**The task**: Search the data below for the string "CartRepository". Extract every line that contains it.

(Data excerpts)
----

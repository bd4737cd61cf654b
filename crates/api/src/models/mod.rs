//! Domain models and request/response payloads.
//!
//! Every wire-facing type serializes in camelCase to match the JSON contract
//! of the API. Row types derive `sqlx::FromRow` against snake_case columns.

pub mod cart;
pub mod delivery;
pub mod order;
pub mod org;
pub mod product;
pub mod supplier;
pub mod user;

pub use cart::{AddCartItem, Cart, CartLine, CartWithItems, SetCartItemQuantity};
pub use delivery::{
    CreateDelivery, CreateOrderDetailDelivery, Delivery, OrderDetailDelivery, UpdateDelivery,
    UpdateOrderDetailDelivery,
};
pub use order::{
    CreateOrder, CreateOrderDetail, Order, OrderDetail, UpdateOrder, UpdateOrderDetail,
};
pub use org::{
    Branch, CreateBranch, CreateHeadquarters, Headquarters, UpdateBranch, UpdateHeadquarters,
};
pub use product::{CreateProduct, Product, UpdateProduct};
pub use supplier::{CreateSupplier, Supplier, UpdateSupplier};
pub use user::{CurrentUser, User};

/// Keys under which values are stored in the tower-sessions session.
pub mod session_keys {
    /// The authenticated user (`CurrentUser`).
    pub const CURRENT_USER: &str = "current_user";
}
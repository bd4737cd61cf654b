//! Email address type.

use core::fmt;

use serde::{Deserialize, Serialize};

/// Errors that can occur when parsing an [`Email`].
#[derive(thiserror::Error, Debug, Clone)]
pub enum EmailError {
    /// The input string is empty.
    #[error("email cannot be empty")]
    Empty,
    /// The input string is too long.
    #[error("email must be at most {max} characters")]
    TooLong {
        /// Maximum allowed length.
        max: usize,
    },
    /// The input does not contain an @ symbol.
    #[error("email must contain an @ symbol")]
    MissingAtSymbol,
    /// The local part (before @) is empty.
    #[error("email local part cannot be empty")]
    EmptyLocalPart,
    /// The domain part (after @) is empty.
    #[error("email domain cannot be empty")]
    EmptyDomain,
}

/// An email address.
///
/// This type provides basic validation for email addresses, ensuring they
/// have a valid structure with a local part and domain separated by an @ symbol.
///
/// ## Constraints
///
/// - Length: 1-254 characters (RFC 5321 limit)
/// - Must contain an @ symbol
/// - Local part (before @) must not be empty
/// - Domain part (after @) must not be empty
///
/// ## Examples
///
/// ```
/// use octocat_supply_core::Email;
///
/// // Valid emails
/// assert!(Email::parse("user@example.com").is_ok());
/// assert!(Email::parse("user.name+tag@domain.co.uk").is_ok());
///
/// // Invalid emails
/// assert!(Email::parse("").is_err());             // empty
/// assert!(Email::parse("no-at-symbol").is_err()); // missing @
/// assert!(Email::parse("@domain.com").is_err());  // empty local part
/// assert!(Email::parse("user@").is_err());        // empty domain
/// ```
#[derive(Debug, Clone, Serialize, Deserialize, PartialEq, Eq, Hash)]
#[serde(transparent)]
pub struct Email(String);

impl Email {
    /// Maximum length of an email address (RFC 5321).
    pub const MAX_LENGTH: usize = 254;

    /// Parse an `Email` from a string.
    ///
    /// # Errors
    ///
    /// Returns an error if the input:
    /// - Is empty
    /// - Is longer than 254 characters
    /// - Does not contain an @ symbol
    /// - Has an empty local part or domain
    pub fn parse(s: &str) -> Result<Self, EmailError> {
        if s.is_empty() {
            return Err(EmailError::Empty);
        }

        if s.len() > Self::MAX_LENGTH {
            return Err(EmailError::TooLong {
                max: Self::MAX_LENGTH,
            });
        }

        let at_pos = s.find('@').ok_or(EmailError::MissingAtSymbol)?;

        if at_pos == 0 {
            return Err(EmailError::EmptyLocalPart);
        }

        if at_pos == s.len() - 1 {
            return Err(EmailError::EmptyDomain);
        }

        Ok(Self(s.to_owned()))
    }

    /// Returns the email address as a string slice.
    #[must_use]
    pub fn as_str(&self) -> &str {
        &self.0
    }

    /// Consumes the `Email` and returns its inner string.
    #[must_use]
    pub fn into_inner(self) -> String {
        self.0
    }

    /// Returns the domain part of the email (after the @).
    #[must_use]
    pub fn domain(&self) -> &str {
        self.0.split('@').next_back().unwrap_or("")
    }
}

impl fmt::Display for Email {
    fn fmt(&self, f: &mut fmt::Formatter<'_>) -> fmt::Result {
        write!(f, "{}", self.0)
    }
}

impl AsRef<str> for Email {
    fn as_ref(&self) -> &str {
        &self.0
    }
}

#[cfg(test)]
#[allow(clippy::unwrap_used)]
mod tests {
    use super::*;

    #[test]
    fn test_parse_valid() {
        let email = Email::parse("user@example.com").unwrap();
        assert_eq!(email.as_str(), "user@example.com");
        assert_eq!(email.domain(), "example.com");
    }

    #[test]
    fn test_parse_empty() {
        assert!(matches!(Email::parse(""), Err(EmailError::Empty)));
    }

    #[test]
    fn test_parse_missing_at() {
        assert!(matches!(
            Email::parse("nobody"),
            Err(EmailError::MissingAtSymbol)
        ));
    }

    #[test]
    fn test_parse_empty_local_part() {
        assert!(matches!(
            Email::parse("@example.com"),
            Err(EmailError::EmptyLocalPart)
        ));
    }

    #[test]
    fn test_parse_empty_domain() {
        assert!(matches!(Email::parse("user@"), Err(EmailError::EmptyDomain)));
    }

    #[test]
    fn test_parse_too_long() {
        let long = format!("{}@example.com", "a".repeat(300));
        assert!(matches!(
            Email::parse(&long),
            Err(EmailError::TooLong { max: 254 })
        ));
    }
}
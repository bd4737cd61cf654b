//! Delivery repository.

use sqlx::PgPool;

use octocat_supply_core::{DeliveryId, DeliveryStatus, SupplierId};

use super::{CrudRepository, Entity, RepositoryError, translate_constraint};
use crate::models::{CreateDelivery, Delivery, UpdateDelivery};

impl Entity for Delivery {
    const TABLE: &'static str = "deliveries";
    const ID_COLUMN: &'static str = "delivery_id";
}

/// Repository for delivery database operations.
pub struct DeliveryRepository<'a> {
    pool: &'a PgPool,
}

impl<'a> DeliveryRepository<'a> {
    #[must_use]
    pub const fn new(pool: &'a PgPool) -> Self {
        Self { pool }
    }

    const fn crud(&self) -> CrudRepository<'a, Delivery> {
        CrudRepository::new(self.pool)
    }

    /// List all deliveries.
    ///
    /// # Errors
    ///
    /// Returns `RepositoryError::Database` if the query fails.
    pub async fn find_all(&self) -> Result<Vec<Delivery>, RepositoryError> {
        self.crud().find_all().await
    }

    /// Get a delivery by ID.
    ///
    /// # Errors
    ///
    /// Returns `RepositoryError::Database` if the query fails.
    pub async fn find_by_id(&self, id: DeliveryId) -> Result<Option<Delivery>, RepositoryError> {
        self.crud().find_by_id(id.as_i32()).await
    }

    /// Check whether a delivery exists.
    ///
    /// # Errors
    ///
    /// Returns `RepositoryError::Database` if the query fails.
    pub async fn exists(&self, id: DeliveryId) -> Result<bool, RepositoryError> {
        self.crud().exists(id.as_i32()).await
    }

    /// List all deliveries from a supplier.
    ///
    /// # Errors
    ///
    /// Returns `RepositoryError::Database` if the query fails.
    pub async fn find_by_supplier(
        &self,
        supplier_id: SupplierId,
    ) -> Result<Vec<Delivery>, RepositoryError> {
        let rows = sqlx::query_as::<_, Delivery>(
            "SELECT * FROM deliveries WHERE supplier_id = $1 ORDER BY delivery_id",
        )
        .bind(supplier_id.as_i32())
        .fetch_all(self.pool)
        .await?;
        Ok(rows)
    }

    /// Create a delivery. Status defaults to `pending` when omitted.
    ///
    /// # Errors
    ///
    /// Returns `RepositoryError::InvalidReference` if the supplier doesn't exist.
    /// Returns `RepositoryError::Database` for other database errors.
    pub async fn create(&self, new: &CreateDelivery) -> Result<Delivery, RepositoryError> {
        sqlx::query_as::<_, Delivery>(
            r"
            INSERT INTO deliveries (supplier_id, delivery_date, name, description, status)
            VALUES ($1, $2, $3, $4, $5)
            RETURNING *
            ",
        )
        .bind(new.supplier_id.as_i32())
        .bind(new.delivery_date)
        .bind(&new.name)
        .bind(&new.description)
        .bind(new.status.unwrap_or(DeliveryStatus::Pending))
        .fetch_one(self.pool)
        .await
        .map_err(|e| translate_constraint(e, "delivery"))
    }

    /// Partially update a delivery; absent fields are kept.
    ///
    /// # Errors
    ///
    /// Returns `RepositoryError::NotFound` if the delivery doesn't exist.
    /// Returns `RepositoryError::InvalidReference` if a new supplier doesn't exist.
    /// Returns `RepositoryError::Database` for other database errors.
    pub async fn update(
        &self,
        id: DeliveryId,
        changes: &UpdateDelivery,
    ) -> Result<Delivery, RepositoryError> {
        let row = sqlx::query_as::<_, Delivery>(
            r"
            UPDATE deliveries
            SET supplier_id = COALESCE($2, supplier_id),
                delivery_date = COALESCE($3, delivery_date),
                name = COALESCE($4, name),
                description = COALESCE($5, description),
                status = COALESCE($6, status)
            WHERE delivery_id = $1
            RETURNING *
            ",
        )
        .bind(id.as_i32())
        .bind(changes.supplier_id.map(|s| s.as_i32()))
        .bind(changes.delivery_date)
        .bind(changes.name.as_deref())
        .bind(changes.description.as_deref())
        .bind(changes.status)
        .fetch_optional(self.pool)
        .await
        .map_err(|e| translate_constraint(e, "delivery"))?;

        row.ok_or(RepositoryError::NotFound)
    }

    /// Delete a delivery.
    ///
    /// # Errors
    ///
    /// Returns `RepositoryError::NotFound` if the delivery doesn't exist.
    /// Returns `RepositoryError::Database` for other database errors.
    pub async fn delete(&self, id: DeliveryId) -> Result<(), RepositoryError> {
        self.crud().delete(id.as_i32()).await
    }
}
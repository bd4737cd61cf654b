//! OctoCAT Supply REST API.
//!
//! Serves the supply-chain CRUD resources, server-side carts, and session
//! authentication consumed by the frontend and the CLI.
//!
//! # Architecture
//!
//! - Axum web framework, JSON request/response bodies throughout
//! - `PostgreSQL` via sqlx for all persistent state, sessions included
//! - tower-sessions for cookie sessions, argon2 for password hashing
//! - CSRF double-submit cookie on every mutating `/api` request
//! - governor rate limiting, strict on auth routes

#![cfg_attr(not(test), forbid(unsafe_code))]

pub mod config;
pub mod db;
pub mod error;
pub mod middleware;
pub mod models;
pub mod routes;
pub mod services;
pub mod state;

pub use config::ApiConfig;
pub use error::{AppError, Result};
pub use state::AppState;

use axum::{
    Router,
    http::{HeaderName, HeaderValue, Method, header},
    routing::get,
};
use tower_http::{cors::CorsLayer, trace::TraceLayer};

/// Build the full application router.
///
/// Layer order matters: requests pass CORS, tracing, then the session layer
/// before the CSRF check runs, and rate limiting sits closest to the routes.
#[must_use]
pub fn app(state: AppState) -> Router {
    let session_layer = middleware::create_session_layer(state.pool(), state.config());

    let mut router = Router::new()
        .route("/health", get(routes::health::health))
        .route("/health/ready", get(routes::health::readiness))
        .nest("/api", routes::api_routes())
        .layer(axum::middleware::from_fn(middleware::csrf_protection))
        .layer(session_layer)
        .layer(TraceLayer::new_for_http());

    if let Some(cors) = state.config().cors_origin.as_deref().and_then(cors_layer) {
        router = router.layer(cors);
    }

    router.with_state(state)
}

/// Browser CORS layer for the configured frontend origin.
///
/// Credentials are allowed so the session cookie travels; the CSRF header
/// must be listed or the double-submit check would fail from the browser.
fn cors_layer(origin: &str) -> Option<CorsLayer> {
    let origin = origin.parse::<HeaderValue>().ok()?;
    Some(
        CorsLayer::new()
            .allow_origin(origin)
            .allow_methods([Method::GET, Method::POST, Method::PUT, Method::DELETE])
            .allow_headers([
                header::CONTENT_TYPE,
                HeaderName::from_static("x-csrf-token"),
            ])
            .allow_credentials(true),
    )
}
//! Headquarters repository.

use sqlx::PgPool;

use octocat_supply_core::HeadquartersId;

use super::{CrudRepository, Entity, RepositoryError, translate_constraint};
use crate::models::{CreateHeadquarters, Headquarters, UpdateHeadquarters};

impl Entity for Headquarters {
    const TABLE: &'static str = "headquarters";
    const ID_COLUMN: &'static str = "headquarters_id";
}

/// Repository for headquarters database operations.
pub struct HeadquartersRepository<'a> {
    pool: &'a PgPool,
}

impl<'a> HeadquartersRepository<'a> {
    #[must_use]
    pub const fn new(pool: &'a PgPool) -> Self {
        Self { pool }
    }

    const fn crud(&self) -> CrudRepository<'a, Headquarters> {
        CrudRepository::new(self.pool)
    }

    /// List all headquarters.
    ///
    /// # Errors
    ///
    /// Returns `RepositoryError::Database` if the query fails.
    pub async fn find_all(&self) -> Result<Vec<Headquarters>, RepositoryError> {
        self.crud().find_all().await
    }

    /// Get a headquarters by ID.
    ///
    /// # Errors
    ///
    /// Returns `RepositoryError::Database` if the query fails.
    pub async fn find_by_id(
        &self,
        id: HeadquartersId,
    ) -> Result<Option<Headquarters>, RepositoryError> {
        self.crud().find_by_id(id.as_i32()).await
    }

    /// Check whether a headquarters exists.
    ///
    /// # Errors
    ///
    /// Returns `RepositoryError::Database` if the query fails.
    pub async fn exists(&self, id: HeadquartersId) -> Result<bool, RepositoryError> {
        self.crud().exists(id.as_i32()).await
    }

    /// Create a headquarters.
    ///
    /// # Errors
    ///
    /// Returns `RepositoryError::Database` if the query fails.
    pub async fn create(&self, new: &CreateHeadquarters) -> Result<Headquarters, RepositoryError> {
        sqlx::query_as::<_, Headquarters>(
            r"
            INSERT INTO headquarters (name, description, address, contact_person, email, phone)
            VALUES ($1, $2, $3, $4, $5, $6)
            RETURNING *
            ",
        )
        .bind(&new.name)
        .bind(&new.description)
        .bind(&new.address)
        .bind(&new.contact_person)
        .bind(&new.email)
        .bind(&new.phone)
        .fetch_one(self.pool)
        .await
        .map_err(|e| translate_constraint(e, "headquarters"))
    }

    /// Partially update a headquarters; absent fields are kept.
    ///
    /// # Errors
    ///
    /// Returns `RepositoryError::NotFound` if the headquarters doesn't exist.
    /// Returns `RepositoryError::Database` for other database errors.
    pub async fn update(
        &self,
        id: HeadquartersId,
        changes: &UpdateHeadquarters,
    ) -> Result<Headquarters, RepositoryError> {
        let row = sqlx::query_as::<_, Headquarters>(
            r"
            UPDATE headquarters
            SET name = COALESCE($2, name),
                description = COALESCE($3, description),
                address = COALESCE($4, address),
                contact_person = COALESCE($5, contact_person),
                email = COALESCE($6, email),
                phone = COALESCE($7, phone)
            WHERE headquarters_id = $1
            RETURNING *
            ",
        )
        .bind(id.as_i32())
        .bind(changes.name.as_deref())
        .bind(changes.description.as_deref())
        .bind(changes.address.as_deref())
        .bind(changes.contact_person.as_deref())
        .bind(changes.email.as_deref())
        .bind(changes.phone.as_deref())
        .fetch_optional(self.pool)
        .await?;

        row.ok_or(RepositoryError::NotFound)
    }

    /// Delete a headquarters.
    ///
    /// # Errors
    ///
    /// Returns `RepositoryError::NotFound` if the headquarters doesn't exist.
    /// Returns `RepositoryError::Database` for other database errors.
    pub async fn delete(&self, id: HeadquartersId) -> Result<(), RepositoryError> {
        self.crud().delete(id.as_i32()).await
    }
}
//! Server-side cart handlers.
//!
//! Carts are anonymous, keyed by uuid. Clients create one, keep the id, and
//! replay local mutations against it; the unique `(cart, product)` line
//! constraint makes repeated adds merge instead of duplicating.

use axum::{
    Json,
    extract::{Path, State},
    http::StatusCode,
};
use uuid::Uuid;

use octocat_supply_core::ProductId;

use crate::db::carts::CartRepository;
use crate::error::{AppError, Result};
use crate::models::{AddCartItem, Cart, CartLine, CartWithItems, SetCartItemQuantity};
use crate::state::AppState;

pub async fn create(State(state): State<AppState>) -> Result<(StatusCode, Json<Cart>)> {
    let cart = CartRepository::new(state.pool()).create().await?;
    Ok((StatusCode::CREATED, Json(cart)))
}

pub async fn get_one(
    State(state): State<AppState>,
    Path(id): Path<Uuid>,
) -> Result<Json<CartWithItems>> {
    CartRepository::new(state.pool())
        .find(id)
        .await?
        .map(Json)
        .ok_or_else(|| AppError::NotFound(format!("cart {id}")))
}

pub async fn add_item(
    State(state): State<AppState>,
    Path(id): Path<Uuid>,
    Json(payload): Json<AddCartItem>,
) -> Result<(StatusCode, Json<CartLine>)> {
    if payload.quantity <= 0 {
        return Err(AppError::Validation("quantity must be positive".to_string()));
    }
    let line = CartRepository::new(state.pool())
        .add_item(id, &payload)
        .await?;
    Ok((StatusCode::CREATED, Json(line)))
}

pub async fn set_quantity(
    State(state): State<AppState>,
    Path((id, product_id)): Path<(Uuid, i32)>,
    Json(payload): Json<SetCartItemQuantity>,
) -> Result<StatusCode> {
    CartRepository::new(state.pool())
        .set_quantity(id, ProductId::new(product_id), payload.quantity)
        .await?;
    Ok(StatusCode::NO_CONTENT)
}

pub async fn remove_item(
    State(state): State<AppState>,
    Path((id, product_id)): Path<(Uuid, i32)>,
) -> Result<StatusCode> {
    CartRepository::new(state.pool())
        .remove_item(id, ProductId::new(product_id))
        .await?;
    Ok(StatusCode::NO_CONTENT)
}

pub async fn clear(State(state): State<AppState>, Path(id): Path<Uuid>) -> Result<StatusCode> {
    CartRepository::new(state.pool()).clear(id).await?;
    Ok(StatusCode::NO_CONTENT)
}
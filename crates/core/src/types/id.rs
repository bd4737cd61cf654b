//! Newtype IDs for type-safe entity references.
//!
//! Use the `define_id!` macro to create type-safe ID wrappers that prevent
//! accidentally mixing IDs from different entity types.

/// Macro to define a type-safe ID wrapper.
///
/// Creates a newtype wrapper around `i32` with:
/// - `Serialize`/`Deserialize` with `#[serde(transparent)]`
/// - `Debug`, `Clone`, `Copy`, `PartialEq`, `Eq`, `Hash`, `Ord`
/// - Conversion methods: `new()`, `as_i32()`
/// - `From<i32>` and `Into<i32>` implementations
/// - `sqlx` `Type`, `Encode`, and `Decode` implementations (with `postgres` feature)
///
/// # Example
///
/// ```rust
/// # use octocat_supply_core::define_id;
/// define_id!(SupplierId);
/// define_id!(ProductId);
///
/// let supplier_id = SupplierId::new(1);
/// let product_id = ProductId::new(1);
///
/// // These are different types, so this won't compile:
/// // let _: SupplierId = product_id;
/// ```
#[macro_export]
macro_rules! define_id {
    ($name:ident) => {
        #[derive(
            Debug,
            Clone,
            Copy,
            PartialEq,
            Eq,
            PartialOrd,
            Ord,
            Hash,
            ::serde::Serialize,
            ::serde::Deserialize
        )]
        #[serde(transparent)]
        pub struct $name(i32);

        impl $name {
            /// Create a new ID from an i32 value.
            #[must_use]
            pub const fn new(id: i32) -> Self {
                Self(id)
            }

            /// Get the underlying i32 value.
            #[must_use]
            pub const fn as_i32(&self) -> i32 {
                self.0
            }
        }

        impl ::core::fmt::Display for $name {
            fn fmt(&self, f: &mut ::core::fmt::Formatter<'_>) -> ::core::fmt::Result {
                write!(f, "{}", self.0)
            }
        }

        impl From<i32> for $name {
            fn from(id: i32) -> Self {
                Self(id)
            }
        }

        impl From<$name> for i32 {
            fn from(id: $name) -> Self {
                id.0
            }
        }

        #[cfg(feature = "postgres")]
        impl ::sqlx::Type<::sqlx::Postgres> for $name {
            fn type_info() -> ::sqlx::postgres::PgTypeInfo {
                <i32 as ::sqlx::Type<::sqlx::Postgres>>::type_info()
            }

            fn compatible(ty: &::sqlx::postgres::PgTypeInfo) -> bool {
                <i32 as ::sqlx::Type<::sqlx::Postgres>>::compatible(ty)
            }
        }

        #[cfg(feature = "postgres")]
        impl<'r> ::sqlx::Decode<'r, ::sqlx::Postgres> for $name {
            fn decode(
                value: ::sqlx::postgres::PgValueRef<'r>,
            ) -> ::core::result::Result<Self, ::sqlx::error::BoxDynError> {
                let id = <i32 as ::sqlx::Decode<::sqlx::Postgres>>::decode(value)?;
                Ok(Self(id))
            }
        }

        #[cfg(feature = "postgres")]
        impl ::sqlx::Encode<'_, ::sqlx::Postgres> for $name {
            fn encode_by_ref(
                &self,
                buf: &mut ::sqlx::postgres::PgArgumentBuffer,
            ) -> ::std::result::Result<::sqlx::encode::IsNull, ::sqlx::error::BoxDynError> {
                <i32 as ::sqlx::Encode<::sqlx::Postgres>>::encode_by_ref(&self.0, buf)
            }
        }
    };
}

// Define standard entity IDs
define_id!(SupplierId);
define_id!(ProductId);
define_id!(HeadquartersId);
define_id!(BranchId);
define_id!(OrderId);
define_id!(OrderDetailId);
define_id!(DeliveryId);
define_id!(OrderDetailDeliveryId);
define_id!(UserId);
define_id!(CartItemId);

#[cfg(test)]
mod tests {
    use super::*;

    #[test]
    fn test_id_roundtrip() {
        let id = ProductId::new(42);
        assert_eq!(id.as_i32(), 42);
        assert_eq!(i32::from(id), 42);
        assert_eq!(ProductId::from(42), id);
    }

    #[test]
    fn test_id_display() {
        assert_eq!(OrderId::new(7).to_string(), "7");
    }

    #[test]
    fn test_id_serde_transparent() {
        let id = SupplierId::new(3);
        let json = serde_json::to_string(&id).expect("serialize");
        assert_eq!(json, "3");
        let back: SupplierId = serde_json::from_str(&json).expect("deserialize");
        assert_eq!(back, id);
    }
}
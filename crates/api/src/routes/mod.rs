//! HTTP route handlers for the API.
//!
//! # Route Structure
//!
//! ```text
//! GET  /health                          - Liveness check
//! GET  /health/ready                    - Readiness check (pings the database)
//!
//! # Auth (strict rate limit)
//! GET  /api/auth/csrf-token             - Issue a CSRF token (cookie + body)
//! POST /api/auth/register               - Register a new user
//! POST /api/auth/login                  - Login, establishes a session
//! POST /api/auth/logout                 - Logout, destroys the session
//! GET  /api/auth/me                     - Current user (requires auth)
//!
//! # CRUD resources (one block per entity, relaxed rate limit)
//! GET    /api/suppliers                 - List (optional ?name= filter)
//! POST   /api/suppliers                 - Create (201)
//! GET    /api/suppliers/{id}            - Get one (404 if absent)
//! PUT    /api/suppliers/{id}            - Partial update
//! DELETE /api/suppliers/{id}            - Delete (204)
//! ... same shape for /api/products (?supplierId=, ?name=),
//!     /api/headquarters, /api/branches (?headquartersId=),
//!     /api/orders (?branchId=), /api/order-details (?orderId=),
//!     /api/deliveries (?supplierId=),
//!     /api/order-detail-deliveries (?deliveryId=)
//!
//! # Carts
//! POST   /api/carts                           - Create an empty cart (201)
//! GET    /api/carts/{id}                      - Cart with its lines
//! POST   /api/carts/{id}/items                - Add quantity (merges lines)
//! PUT    /api/carts/{id}/items/{productId}    - Set quantity (<= 0 removes)
//! DELETE /api/carts/{id}/items/{productId}    - Remove a line
//! DELETE /api/carts/{id}                      - Clear the cart (204)
//! ```

pub mod auth;
pub mod branches;
pub mod carts;
pub mod deliveries;
pub mod headquarters;
pub mod health;
pub mod order_detail_deliveries;
pub mod order_details;
pub mod orders;
pub mod products;
pub mod suppliers;

use axum::{
    Router,
    routing::{get, post},
};

use crate::middleware::{api_rate_limiter, auth_rate_limiter};
use crate::state::AppState;

/// Create the auth routes router.
pub fn auth_routes() -> Router<AppState> {
    Router::new()
        .route("/csrf-token", get(auth::csrf_token))
        .route("/register", post(auth::register))
        .route("/login", post(auth::login))
        .route("/logout", post(auth::logout))
        .route("/me", get(auth::me))
        .layer(auth_rate_limiter())
}

/// Create one CRUD resource router.
macro_rules! resource_routes {
    ($module:ident) => {
        Router::new()
            .route("/", get($module::list).post($module::create))
            .route(
                "/{id}",
                get($module::get_one)
                    .put($module::update)
                    .delete($module::delete),
            )
    };
}

/// Create the cart routes router.
pub fn cart_routes() -> Router<AppState> {
    Router::new()
        .route("/", post(carts::create))
        .route("/{id}", get(carts::get_one).delete(carts::clear))
        .route("/{id}/items", post(carts::add_item))
        .route(
            "/{id}/items/{product_id}",
            axum::routing::put(carts::set_quantity).delete(carts::remove_item),
        )
}

/// Create the `/api` router: auth plus every resource, each rate limited.
pub fn api_routes() -> Router<AppState> {
    Router::new()
        .nest("/suppliers", resource_routes!(suppliers))
        .nest("/products", resource_routes!(products))
        .nest("/headquarters", resource_routes!(headquarters))
        .nest("/branches", resource_routes!(branches))
        .nest("/orders", resource_routes!(orders))
        .nest("/order-details", resource_routes!(order_details))
        .nest("/deliveries", resource_routes!(deliveries))
        .nest(
            "/order-detail-deliveries",
            resource_routes!(order_detail_deliveries),
        )
        .nest("/carts", cart_routes())
        .layer(api_rate_limiter())
        .nest("/auth", auth_routes())
}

----

**Final answer**:
use crate::db::carts::CartRepository;
    let cart = CartRepository::new(state.pool()).create().await?;
    CartRepository::new(state.pool())
    let line = CartRepository::new(state.pool())
    CartRepository::new(state.pool())
    CartRepository::new(state.pool())
    CartRepository::new(state.pool()).clear(id).await?;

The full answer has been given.